[[ Provided data open ]]

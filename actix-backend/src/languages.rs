use serde::Serialize;

/// The only language available without a pro subscription.
pub const FREE_LANGUAGE: &str = "javascript";

#[derive(Debug, Clone, Copy, Serialize)]
pub struct Runtime {
    pub language: &'static str,
    pub version: &'static str,
}

#[derive(Debug, Clone, Copy, Serialize)]
#[serde(rename_all = "camelCase")]
pub struct LanguageConfig {
    pub id: &'static str,
    pub label: &'static str,
    pub runtime: Runtime,
    pub default_code: &'static str,
}

#[derive(Debug, Clone, Copy, Serialize)]
pub struct Theme {
    pub id: &'static str,
    pub label: &'static str,
    pub color: &'static str,
}

pub const DEFAULT_THEME: &str = "vs-dark";

pub static THEMES: &[Theme] = &[
    Theme { id: "vs-dark", label: "VS Dark", color: "#1e1e1e" },
    Theme { id: "vs-light", label: "VS Light", color: "#ffffff" },
    Theme { id: "github-dark", label: "GitHub Dark", color: "#0d1117" },
    Theme { id: "monokai", label: "Monokai", color: "#272822" },
    Theme { id: "solarized-dark", label: "Solarized Dark", color: "#002b36" },
];

pub static LANGUAGES: &[LanguageConfig] = &[
    LanguageConfig {
        id: "javascript",
        label: "JavaScript",
        runtime: Runtime { language: "javascript", version: "18.15.0" },
        default_code: r#"// JavaScript playground
const numbers = [1, 2, 3, 4, 5];

const squares = numbers.map(n => n * n);
console.log('Numbers:', numbers);
console.log('Squares:', squares);

const sum = numbers.reduce((acc, n) => acc + n, 0);
console.log('Sum:', sum);"#,
    },
    LanguageConfig {
        id: "typescript",
        label: "TypeScript",
        runtime: Runtime { language: "typescript", version: "5.0.3" },
        default_code: r#"// TypeScript playground
const numbers: number[] = [1, 2, 3, 4, 5];

const squares = numbers.map((n: number): number => n * n);
console.log('Numbers:', numbers);
console.log('Squares:', squares);

const sum = numbers.reduce((acc: number, n: number) => acc + n, 0);
console.log('Sum:', sum);"#,
    },
    LanguageConfig {
        id: "python",
        label: "Python",
        runtime: Runtime { language: "python", version: "3.10.0" },
        default_code: r#"# Python playground
numbers = [1, 2, 3, 4, 5]

squares = [n ** 2 for n in numbers]
print(f"Numbers: {numbers}")
print(f"Squares: {squares}")
print(f"Sum: {sum(numbers)}")"#,
    },
    LanguageConfig {
        id: "java",
        label: "Java",
        runtime: Runtime { language: "java", version: "15.0.2" },
        default_code: r#"public class Main {
    public static void main(String[] args) {
        int[] numbers = {1, 2, 3, 4, 5};
        int sum = 0;
        for (int n : numbers) {
            System.out.println(n + " squared is " + (n * n));
            sum += n;
        }
        System.out.println("Sum: " + sum);
    }
}"#,
    },
    LanguageConfig {
        id: "go",
        label: "Go",
        runtime: Runtime { language: "go", version: "1.16.2" },
        default_code: r#"package main

import "fmt"

func main() {
	numbers := []int{1, 2, 3, 4, 5}
	sum := 0
	for _, n := range numbers {
		fmt.Printf("%d squared is %d\n", n, n*n)
		sum += n
	}
	fmt.Println("Sum:", sum)
}"#,
    },
    LanguageConfig {
        id: "rust",
        label: "Rust",
        runtime: Runtime { language: "rust", version: "1.68.2" },
        default_code: r#"fn main() {
    let numbers = vec![1, 2, 3, 4, 5];

    let squares: Vec<i32> = numbers.iter().map(|n| n * n).collect();
    println!("Numbers: {:?}", numbers);
    println!("Squares: {:?}", squares);
    println!("Sum: {}", numbers.iter().sum::<i32>());
}"#,
    },
    LanguageConfig {
        id: "cpp",
        label: "C++",
        runtime: Runtime { language: "cpp", version: "10.2.0" },
        default_code: r#"#include <iostream>
#include <vector>

int main() {
    std::vector<int> numbers = {1, 2, 3, 4, 5};
    int sum = 0;
    for (int n : numbers) {
        std::cout << n << " squared is " << n * n << std::endl;
        sum += n;
    }
    std::cout << "Sum: " << sum << std::endl;
    return 0;
}"#,
    },
    LanguageConfig {
        id: "csharp",
        label: "C#",
        runtime: Runtime { language: "csharp", version: "6.12.0" },
        default_code: r#"using System;
using System.Linq;

class Program {
    static void Main() {
        var numbers = new[] { 1, 2, 3, 4, 5 };
        var squares = numbers.Select(n => n * n);
        Console.WriteLine($"Numbers: {string.Join(", ", numbers)}");
        Console.WriteLine($"Squares: {string.Join(", ", squares)}");
        Console.WriteLine($"Sum: {numbers.Sum()}");
    }
}"#,
    },
    LanguageConfig {
        id: "ruby",
        label: "Ruby",
        runtime: Runtime { language: "ruby", version: "3.0.1" },
        default_code: r##"numbers = [1, 2, 3, 4, 5]

squares = numbers.map { |n| n * n }
puts "Numbers: #{numbers.join(', ')}"
puts "Squares: #{squares.join(', ')}"
puts "Sum: #{numbers.sum}""##,
    },
    LanguageConfig {
        id: "swift",
        label: "Swift",
        runtime: Runtime { language: "swift", version: "5.3.3" },
        default_code: r#"let numbers = [1, 2, 3, 4, 5]

let squares = numbers.map { $0 * $0 }
print("Numbers: \(numbers)")
print("Squares: \(squares)")
print("Sum: \(numbers.reduce(0, +))")"#,
    },
];

pub fn find_language(id: &str) -> Option<&'static LanguageConfig> {
    LANGUAGES.iter().find(|lang| lang.id == id)
}

pub fn find_theme(id: &str) -> Option<&'static Theme> {
    THEMES.iter().find(|theme| theme.id == id)
}

#[cfg(test)]
mod tests {
    use super::*;

    #[test]
    fn free_language_is_in_the_table() {
        assert!(find_language(FREE_LANGUAGE).is_some());
        assert!(find_theme(DEFAULT_THEME).is_some());
    }

    #[test]
    fn ids_are_unique_and_match_runtimes() {
        for (i, lang) in LANGUAGES.iter().enumerate() {
            assert!(LANGUAGES[i + 1..].iter().all(|other| other.id != lang.id));
            assert!(!lang.default_code.is_empty());
            assert!(!lang.runtime.version.is_empty());
        }
        assert_eq!(find_language("python").map(|l| l.runtime.version), Some("3.10.0"));
        assert!(find_language("cobol").is_none());
    }
}
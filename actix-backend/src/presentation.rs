//! List filtering and comment rendering helpers shared by the snippet views.

use indexmap::IndexSet;
use once_cell::sync::Lazy;
use regex::Regex;
use serde::{Deserialize, Serialize};

use crate::models::Snippet;

/// How many distinct languages are offered as quick filters.
pub const POPULAR_LANGUAGES: usize = 5;

static CODE_FENCE: Lazy<Regex> =
    Lazy::new(|| Regex::new(r"```([\w-]*)\n([\s\S]*?)\n```").expect("code fence pattern is valid"));

#[derive(Debug, Clone, Default, Deserialize)]
pub struct SnippetFilter {
    pub search: Option<String>,
    pub language: Option<String>,
}

impl SnippetFilter {
    /// Case-insensitive substring match on title, language or author, plus
    /// an exact language match when one is selected. The query is used as
    /// typed, surrounding spaces included.
    pub fn matches(&self, snippet: &Snippet) -> bool {
        let matches_search = match self.search.as_deref() {
            Some(query) if !query.is_empty() => {
                let query = query.to_lowercase();
                [&snippet.title, &snippet.language, &snippet.user_name]
                    .iter()
                    .any(|field| field.to_lowercase().contains(&query))
            }
            _ => true,
        };

        let matches_language = match self.language.as_deref() {
            Some(language) if !language.is_empty() => snippet.language == language,
            _ => true,
        };

        matches_search && matches_language
    }

    pub fn apply(&self, snippets: Vec<Snippet>) -> Vec<Snippet> {
        snippets.into_iter().filter(|s| self.matches(s)).collect()
    }
}

/// Distinct languages in first-seen order.
pub fn distinct_languages(snippets: &[Snippet]) -> Vec<String> {
    let languages: IndexSet<&str> = snippets.iter().map(|s| s.language.as_str()).collect();
    languages.into_iter().map(str::to_string).collect()
}

#[derive(Debug, Clone, PartialEq, Eq, Serialize)]
#[serde(tag = "kind", rename_all = "camelCase")]
pub enum CommentSegment {
    Text { text: String },
    Code { language: String, code: String },
}

/// Splits comment content into plain text and fenced code blocks
/// (```` ```lang\n...\n``` ````), in order. Empty text between blocks is dropped.
pub fn split_comment(content: &str) -> Vec<CommentSegment> {
    let mut segments = Vec::new();
    let mut last = 0;

    for captures in CODE_FENCE.captures_iter(content) {
        let Some(whole) = captures.get(0) else { continue };
        push_text(&mut segments, &content[last..whole.start()]);
        segments.push(CommentSegment::Code {
            language: captures.get(1).map_or("", |m| m.as_str()).to_string(),
            code: captures.get(2).map_or("", |m| m.as_str()).to_string(),
        });
        last = whole.end();
    }
    push_text(&mut segments, &content[last..]);

    segments
}

fn push_text(segments: &mut Vec<CommentSegment>, text: &str) {
    if !text.is_empty() {
        segments.push(CommentSegment::Text { text: text.to_string() });
    }
}
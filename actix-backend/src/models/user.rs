use serde::{Deserialize, Serialize};
use chrono::{DateTime, Utc};
use sqlx::FromRow;

// ______________________________________ User ______________________________________
#[derive(Debug, Clone, Serialize, Deserialize, FromRow, PartialEq, Eq)]
#[serde(rename_all = "camelCase")]
pub struct User {
    pub user_id: String,
    pub email: Option<String>,
    pub name: String,
    pub is_pro: bool,
    pub pro_since: Option<DateTime<Utc>>,
    pub created_at: DateTime<Utc>,
}

/// Profile fields refreshed from the identity provider on every sign-in.
#[derive(Debug, Clone)]
pub struct UserProfile {
    pub user_id: String,
    pub email: Option<String>,
    pub name: String,
    pub created_at: DateTime<Utc>,
}
use actix_web::web;

use crate::{handlers::user_handler, middleware::jwt_middleware::Authenticate};

pub fn config(config: &mut web::ServiceConfig, authenticate: Authenticate) {
    // Billing callback first, it must not reach the identity middleware.
    config.service(user_handler::upgrade_to_pro).service(
        web::scope("/v1/users")
            .service(user_handler::sync_user)
            .service(user_handler::list_executions)
            .service(user_handler::get_user_stats)
            .service(user_handler::get_user)
            .wrap(authenticate),
    );
}
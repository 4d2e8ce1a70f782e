use actix_web::{get, HttpResponse, Responder};

use crate::languages::{LANGUAGES, THEMES};

#[get("")]
pub async fn list_languages() -> impl Responder {
    HttpResponse::Ok().json(serde_json::json!({ "languages": LANGUAGES, "themes": THEMES }))
}
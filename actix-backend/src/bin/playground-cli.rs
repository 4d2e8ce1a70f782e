use std::path::PathBuf;

use clap::Parser;
use thiserror::Error;
use tokio::io::{AsyncBufReadExt, BufReader};

use playground::{
    editor::{
        storage::{FileStorage, StorageError},
        EditorError, EditorSession, ExecutionResult, TextBuffer,
    },
    languages::{LANGUAGES, THEMES},
    runner::{PistonClient, DEFAULT_PISTON_URL},
};

#[derive(Debug, Parser)]
#[command(name = "playground-cli", version, about = "Terminal code playground")]
struct Args {
    /// Where editor preferences and per-language buffers are kept.
    #[arg(long)]
    state_file: Option<PathBuf>,

    #[arg(long, default_value = DEFAULT_PISTON_URL)]
    piston_url: String,

    /// Backend base URL; runs are recorded there when a token is given too.
    #[arg(long)]
    api_url: Option<String>,

    /// Identity provider token for the backend.
    #[arg(long)]
    token: Option<String>,
}

#[derive(Debug, Error)]
enum CliError {
    #[error(transparent)]
    Editor(#[from] EditorError),

    #[error(transparent)]
    Storage(#[from] StorageError),

    #[error("io error: {0}")]
    Io(#[from] std::io::Error),

    #[error("no data directory available, pass --state-file")]
    NoDataDir,
}

#[derive(Debug, PartialEq, Eq)]
enum Command<'a> {
    Language(&'a str),
    Theme(&'a str),
    FontSize(Option<i64>),
    Run,
    Reset,
    Show,
    Languages,
    Load(&'a str),
    Clear,
    Help,
    Quit,
    Unknown(&'a str),
    Append(&'a str),
}

fn parse_command(line: &str) -> Command<'_> {
    let Some(rest) = line.strip_prefix(':') else {
        return Command::Append(line);
    };
    let (name, arg) = match rest.trim().split_once(char::is_whitespace) {
        Some((name, arg)) => (name, arg.trim()),
        None => (rest.trim(), ""),
    };

    match name {
        "lang" | "language" => Command::Language(arg),
        "theme" => Command::Theme(arg),
        "font" => Command::FontSize(arg.parse().ok()),
        "run" => Command::Run,
        "reset" => Command::Reset,
        "show" => Command::Show,
        "langs" => Command::Languages,
        "load" => Command::Load(arg),
        "clear" => Command::Clear,
        "help" => Command::Help,
        "quit" | "q" => Command::Quit,
        other => Command::Unknown(other),
    }
}

const HELP: &str = "\
Lines are appended to the buffer. Commands:
  :lang <id>    switch language (buffer is kept per language)
  :theme <id>   switch theme
  :font <n>     set font size
  :run          run the buffer
  :reset        restore the language's default code
  :show         print the buffer
  :langs        list languages and themes
  :load <file>  replace the buffer with a file
  :clear        empty the buffer
  :quit";

/// Posts a finished run to the backend's execution log.
async fn record(http: &reqwest::Client, api_url: &str, token: &str, result: &ExecutionResult) {
    let url = format!("{}/api/v1/executions", api_url.trim_end_matches('/'));
    match http.post(&url).bearer_auth(token).json(result).send().await {
        Ok(resp) if resp.status().is_success() => log::debug!("recorded {} run", result.language),
        Ok(resp) if resp.status() == reqwest::StatusCode::FORBIDDEN => {
            println!("(not recorded: {} needs a pro subscription)", result.language);
        }
        Ok(resp) => log::warn!("recording the run failed with status {}", resp.status()),
        Err(err) => log::warn!("recording the run failed: {}", err),
    }
}

fn print_result(result: &ExecutionResult) {
    match &result.error {
        Some(error) => println!("--- error ---\n{error}"),
        None => println!("--- output ---\n{}", result.output),
    }
}

#[tokio::main]
async fn main() -> Result<(), CliError> {
    env_logger::Builder::from_env(env_logger::Env::default().default_filter_or("warn")).init();
    let args = Args::parse();

    let state_file = match args.state_file {
        Some(path) => path,
        None => dirs::data_dir().ok_or(CliError::NoDataDir)?.join("playground").join("editor.json"),
    };
    let mut session = EditorSession::new(FileStorage::open(&state_file)?);
    session.attach_editor(Box::new(TextBuffer::default()));

    let runner = PistonClient::new(args.piston_url);
    let http = reqwest::Client::new();
    let recorder = args.api_url.as_deref().zip(args.token.as_deref());

    println!(
        "{} | theme {} | font {} | :help for commands",
        session.language().label,
        session.theme(),
        session.font_size()
    );

    let mut lines = BufReader::new(tokio::io::stdin()).lines();
    while let Some(line) = lines.next_line().await? {
        let outcome = match parse_command(&line) {
            Command::Append(text) => {
                let mut code = session.code();
                if !code.is_empty() {
                    code.push('\n');
                }
                code.push_str(text);
                session.on_editor_change(&code)
            }
            Command::Language(id) => session.set_language(id).map(|()| {
                println!("{} ready", session.language().label);
            }),
            Command::Theme(id) => session.set_theme(id),
            Command::FontSize(Some(size)) => session.set_font_size(size).map(|size| {
                println!("font size {size}");
            }),
            Command::FontSize(None) => {
                println!("usage: :font <n>");
                Ok(())
            }
            Command::Run => match session.run_code(&runner).await {
                Ok(result) => {
                    print_result(result);
                    if let Some((api_url, token)) = recorder {
                        record(&http, api_url, token, result).await;
                    }
                    Ok(())
                }
                Err(err) => Err(err),
            },
            Command::Reset => session.reset_code(),
            Command::Show => {
                println!("{}", session.code());
                Ok(())
            }
            Command::Languages => {
                for language in LANGUAGES {
                    println!("{:<12} {} {}", language.id, language.label, language.runtime.version);
                }
                let themes: Vec<_> = THEMES.iter().map(|theme| theme.id).collect();
                println!("themes: {}", themes.join(", "));
                Ok(())
            }
            Command::Load(path) => match tokio::fs::read_to_string(path).await {
                Ok(text) => session.on_editor_change(&text),
                Err(err) => {
                    println!("cannot read {path}: {err}");
                    Ok(())
                }
            },
            // Empty text is never cached, so drop the saved copy first.
            Command::Clear => session.reset_code().and_then(|()| session.on_editor_change("")),
            Command::Help => {
                println!("{HELP}");
                Ok(())
            }
            Command::Quit => break,
            Command::Unknown(name) => {
                println!("unknown command :{name}, try :help");
                Ok(())
            }
        };

        if let Err(err) = outcome {
            match err {
                EditorError::Storage(err) => return Err(err.into()),
                other => println!("{other}"),
            }
        }
    }

    Ok(())
}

[[ Provided data closed ]]

> [The problem]: All lines in the listing above between the line with "snippets.into_iter().filter(|s| self.matches(s)).collect()" and the line with "pub fn distinct_languages(snippets: &[Snippet])", inclusive, should be set down exactly, and no line outside that range.

> [Solution to the problem]:
        snippets.into_iter().filter(|s| self.matches(s)).collect()
    }
}

/// Distinct languages in first-seen order.
pub fn distinct_languages(snippets: &[Snippet]) -> Vec<String> {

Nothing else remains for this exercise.